__INPUT__
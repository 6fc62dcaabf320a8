//! Output of the extracted bytes.

use crate::error::{IoError, Result};
use std::io::Write;

/// Writes `data` to `out` byte-for-byte and flushes it.
///
/// Nothing is added before or after the data. Failures are not retried.
///
/// # Errors
///
/// Returns [`IoError::WriteFailed`] if writing or flushing fails.
pub fn write_output<W: Write>(out: &mut W, data: &[u8]) -> Result<()> {
    out.write_all(data)
        .and_then(|()| out.flush())
        .map_err(|e| IoError::WriteFailed {
            reason: e.to_string(),
        })?;
    Ok(())
}

#[cfg(test)]
mod tests {
    use super::*;
    use std::io;

    #[test]
    fn test_write_verbatim() {
        let mut out = Vec::new();
        write_output(&mut out, b"Line 2\n").unwrap();
        assert_eq!(out, b"Line 2\n");
    }

    #[test]
    fn test_write_empty() {
        let mut out = Vec::new();
        write_output(&mut out, b"").unwrap();
        assert!(out.is_empty());
    }

    /// Writer that behaves like a closed pipe.
    struct ClosedPipe;

    impl Write for ClosedPipe {
        fn write(&mut self, _buf: &[u8]) -> io::Result<usize> {
            Err(io::Error::new(io::ErrorKind::BrokenPipe, "broken pipe"))
        }

        fn flush(&mut self) -> io::Result<()> {
            Ok(())
        }
    }

    #[test]
    fn test_write_failure() {
        let result = write_output(&mut ClosedPipe, b"data");
        assert!(matches!(
            result,
            Err(crate::error::Error::Io(IoError::WriteFailed { .. }))
        ));
    }
}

__WHAT IS REQUIRED__
Whenever the word "ClosedPipe" shows up in a line above, copy that line.

__RESULT FOR THIS EXERCISE__
    struct ClosedPipe;
    impl Write for ClosedPipe {
        let result = write_output(&mut ClosedPipe, b"data");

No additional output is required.